In the mammalian brain, nitric oxide (NO) is responsible for a vasodilatory tonus as well as the elevation of cerebral blood flow (CBF) induced by hypercapnia, There have been few comparative studies of cerebral vasoregulation in lower vertebrates, Using epi-illumination microscopy in vivo to observe CBF velocity on the brain surface (cerebral cortex), we show that turtles (Trachemys scripta) exposed to hypercapnia (inspired P-CO2=4.9 kPa) displayed a 62 % increase in CBF velocity, while systemic blood pressure remains constant, Exposing turtles to a P-CO2 of 14.9 kPa caused an additional increase in CBF velocity, to 104 % above control values, as well as a 30 % increase in systemic blood pressure.
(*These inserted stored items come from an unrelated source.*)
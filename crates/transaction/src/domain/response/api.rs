use core::fmt;
use serde::{Deserialize, Serialize};
use std::fmt::Formatter;
use utoipa::ToSchema;

#[derive(Debug, Serialize, Deserialize, ToSchema, Clone)]
pub struct ApiResponse<T> {
    pub status: String,
    pub message: String,
    pub data: T,
}

impl<T: std::fmt::Debug> fmt::Display for ApiResponse<T> {
    fn fmt(&self, f: &mut Formatter<'_>) -> fmt::Result {
        write!(
            f,
            "ApiResponse {{ status: {}, message: {}, data: {:?} }}",
            self.status, self.message, self.data
        )
    }
}

#[derive(Debug, Serialize, Deserialize, Clone, ToSchema)]
pub struct ApiResponsePagination<T> {
    pub status: String,
    pub message: String,
    pub data: T,
    pub pagination: Pagination,
}

impl<T: Serialize> fmt::Display for ApiResponsePagination<T> {
    fn fmt(&self, f: &mut Formatter<'_>) -> fmt::Result {
        match serde_json::to_string(self) {
            Ok(json) => write!(f, "{json}"),
            Err(e) => write!(f, "Error serializing ApiResponse to JSON: {e}"),
        }
    }
}

#[derive(Debug, Serialize, Deserialize, Clone, ToSchema)]
pub struct Pagination {
    pub page: i64,
    pub page_size: i64,
    pub total_data: i64,
    pub total_page: i64,
}
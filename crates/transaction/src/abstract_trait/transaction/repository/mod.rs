mod command;
mod query;

pub use self::command::{DynTransactionCommandRepository, TransactionCommandRepositoryTrait};
pub use self::query::{DynTransactionQueryRepository, TransactionQueryRepositoryTrait};
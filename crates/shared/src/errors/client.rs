use thiserror::Error;

/// Failures from the REST clients wrapping the sibling service and the
/// external catalog. Any of these fails the whole request (no retries,
/// no stale-data fallback).
#[derive(Debug, Error)]
pub enum HttpClientError {
    #[error("Request error: {0}")]
    Request(#[from] reqwest::Error),

    #[error("Unexpected status {status} from {url}: {message}")]
    UnexpectedStatus {
        status: u16,
        url: String,
        message: String,
    },

    #[error("Missing data in response: {0}")]
    MissingData(String),
}
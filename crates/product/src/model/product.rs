use chrono::{DateTime, Utc};
use serde::{Deserialize, Serialize};
use sqlx::FromRow;
use uuid::Uuid;

/// Persisted shape of a product. Stock is intentionally absent: it is a
/// derived aggregate recomputed per read from the transaction service.
#[derive(Debug, Clone, Serialize, Deserialize, FromRow)]
pub struct Product {
    pub id: Uuid,
    pub name: String,
    pub sku: String,
    pub image: String,
    pub price: f64,
    pub description: Option<String>,
    pub created_at: DateTime<Utc>,
    pub updated_at: DateTime<Utc>,
    pub deleted_at: Option<DateTime<Utc>>,
}
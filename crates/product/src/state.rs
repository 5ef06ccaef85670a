use crate::{
    config::Config,
    di::{DependenciesInject, DependenciesInjectDeps},
};
use anyhow::Result;
use prometheus_client::registry::Registry;
use shared::{
    config::ConnectionPool,
    utils::{SystemMetrics, run_metrics_collector},
};
use std::{fmt, sync::Arc};
use tokio::sync::Mutex;

#[derive(Clone)]
pub struct AppState {
    pub di_container: DependenciesInject,
    pub registry: Arc<Mutex<Registry>>,
    pub system_metrics: Arc<SystemMetrics>,
}

impl fmt::Debug for AppState {
    fn fmt(&self, f: &mut fmt::Formatter<'_>) -> fmt::Result {
        f.debug_struct("AppState")
            .field("system_metrics", &self.system_metrics)
            .finish()
    }
}

impl AppState {
    pub fn new(pool: ConnectionPool, config: &Config) -> Result<Self> {
        let mut registry = Registry::default();
        let system_metrics = Arc::new(SystemMetrics::new());

        let deps = DependenciesInjectDeps {
            pool,
            http_client: reqwest::Client::new(),
            transaction_service_url: config.transaction_service_url.clone(),
            catalog_base_url: config.catalog_base_url.clone(),
            catalog_api_key: config.catalog_api_key.clone(),
        };

        let di_container = DependenciesInject::new(deps, &mut registry);

        system_metrics.register(&mut registry);

        tokio::spawn(run_metrics_collector(system_metrics.clone()));

        Ok(Self {
            di_container,
            registry: Arc::new(Mutex::new(registry)),
            system_metrics,
        })
    }
}
use crate::{
    abstract_trait::product::repository::ProductCommandRepositoryTrait,
    model::product::Product as ProductModel,
};
use async_trait::async_trait;
use shared::{config::ConnectionPool, errors::RepositoryError};
use tracing::{error, info};
use uuid::Uuid;

#[derive(Clone)]
pub struct ProductCommandRepository {
    db: ConnectionPool,
}

impl ProductCommandRepository {
    pub fn new(db: ConnectionPool) -> Self {
        Self { db }
    }
}

#[async_trait]
impl ProductCommandRepositoryTrait for ProductCommandRepository {
    async fn create(&self, product: &ProductModel) -> Result<ProductModel, RepositoryError> {
        info!("📦 Inserting product with sku {}", product.sku);

        let created = sqlx::query_as::<_, ProductModel>(
            r#"
            INSERT INTO products (id, name, sku, image, price, description, created_at, updated_at)
            VALUES ($1, $2, $3, $4, $5, $6, $7, $8)
            RETURNING id, name, sku, image, price, description, created_at, updated_at, deleted_at
            "#,
        )
        .bind(product.id)
        .bind(&product.name)
        .bind(&product.sku)
        .bind(&product.image)
        .bind(product.price)
        .bind(&product.description)
        .bind(product.created_at)
        .bind(product.updated_at)
        .fetch_one(&self.db)
        .await
        .map_err(|e| {
            if let sqlx::Error::Database(db_err) = &e
                && db_err.is_unique_violation()
            {
                return RepositoryError::AlreadyExists(product.sku.clone());
            }
            error!("❌ Failed to insert product: {e:?}");
            RepositoryError::from(e)
        })?;

        Ok(created)
    }

    async fn update(&self, product: &ProductModel) -> Result<ProductModel, RepositoryError> {
        info!("✏️ Updating product {}", product.id);

        let updated = sqlx::query_as::<_, ProductModel>(
            r#"
            UPDATE products
            SET name = $2, sku = $3, image = $4, price = $5, description = $6, updated_at = $7
            WHERE id = $1
            RETURNING id, name, sku, image, price, description, created_at, updated_at, deleted_at
            "#,
        )
        .bind(product.id)
        .bind(&product.name)
        .bind(&product.sku)
        .bind(&product.image)
        .bind(product.price)
        .bind(&product.description)
        .bind(product.updated_at)
        .fetch_optional(&self.db)
        .await
        .map_err(|e| {
            error!("❌ Failed to update product {}: {e:?}", product.id);
            RepositoryError::from(e)
        })?;

        updated.ok_or(RepositoryError::NotFound)
    }

    async fn delete(&self, id: Uuid) -> Result<(), RepositoryError> {
        info!("🗑️ Deleting product {id}");

        let result = sqlx::query("DELETE FROM products WHERE id = $1")
            .bind(id)
            .execute(&self.db)
            .await
            .map_err(|e| {
                error!("❌ Failed to delete product {id}: {e:?}");
                RepositoryError::from(e)
            })?;

        if result.rows_affected() == 0 {
            return Err(RepositoryError::NotFound);
        }

        Ok(())
    }
}
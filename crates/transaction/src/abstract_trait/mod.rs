pub mod http_client;
pub mod transaction;
use crate::domain::response::product::ProductResponse;
use async_trait::async_trait;
use shared::errors::HttpClientError;
use std::sync::Arc;

pub type DynProductHttpClient = Arc<dyn ProductHttpClientTrait + Send + Sync>;

/// REST port towards the product service, used to fetch the current
/// unit price when deriving transaction amounts.
#[async_trait]
pub trait ProductHttpClientTrait {
    async fn get_product(&self, sku: &str) -> Result<ProductResponse, HttpClientError>;
}
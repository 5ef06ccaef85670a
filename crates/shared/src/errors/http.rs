use crate::errors::{error::ErrorResponse, service::ServiceError};
use axum::{
    Json,
    http::StatusCode,
    response::{IntoResponse, Response},
};
use tracing::error;

#[derive(Debug)]
pub enum HttpError {
    BadRequest(String),
    NotFound(String),
    Conflict(String),
    Internal(String),
}

impl From<ServiceError> for HttpError {
    fn from(err: ServiceError) -> Self {
        match err {
            ServiceError::Validation(errors) => HttpError::BadRequest(errors.join("; ")),

            ServiceError::ProductNotFound(msg) => {
                HttpError::NotFound(format!("Product not found: {msg}"))
            }
            ServiceError::TransactionNotFound(msg) => {
                HttpError::NotFound(format!("Adjustment transaction not found: {msg}"))
            }
            ServiceError::SkuNotFound(sku) => {
                HttpError::NotFound(format!("No adjustment transaction exists for sku {sku}"))
            }

            ServiceError::SkuAlreadyExists(sku) => {
                HttpError::Conflict(format!("A product with sku {sku} already exists"))
            }
            ServiceError::StockNotAvailable(sku) => {
                HttpError::BadRequest(format!("Stock not available for sku {sku}"))
            }

            ServiceError::Repo(err) => {
                error!("Repository failure: {err:?}");
                HttpError::Internal("Internal server error".into())
            }
            ServiceError::Client(err) => {
                error!("Downstream client failure: {err:?}");
                HttpError::Internal("Internal server error".into())
            }
            ServiceError::Internal(msg) => {
                error!("Internal failure: {msg}");
                HttpError::Internal("Internal server error".into())
            }
        }
    }
}

impl IntoResponse for HttpError {
    fn into_response(self) -> Response {
        let (status, msg) = match self {
            HttpError::BadRequest(msg) => (StatusCode::BAD_REQUEST, msg),
            HttpError::NotFound(msg) => (StatusCode::NOT_FOUND, msg),
            HttpError::Conflict(msg) => (StatusCode::CONFLICT, msg),
            HttpError::Internal(msg) => (StatusCode::INTERNAL_SERVER_ERROR, msg),
        };

        let body = Json(ErrorResponse {
            status: "error".into(),
            message: msg,
        });

        (status, body).into_response()
    }
}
The elevated CBF velocity during hypercapnia could not be blocked by a systemic injection of the NO synthase (NOS) inhibitor NG-nitro-L-arginine (L-NA), However, L-NA injection caused a temporary stop in CBF as well as a persistent increase in systemic blood pressure, suggesting that there is a NO tonus that is attenuated by the NOS-inhibitor and that CBF is strongly dependent on this tonus, although compensatory mechanisms exist, Thus, although the cerebrovascular reaction to hypercapnia appeared to be NO-independent, the results suggest that there is a NO-dependent vasodilatory tonus affecting both cerebral and systemic blood circulation in this species.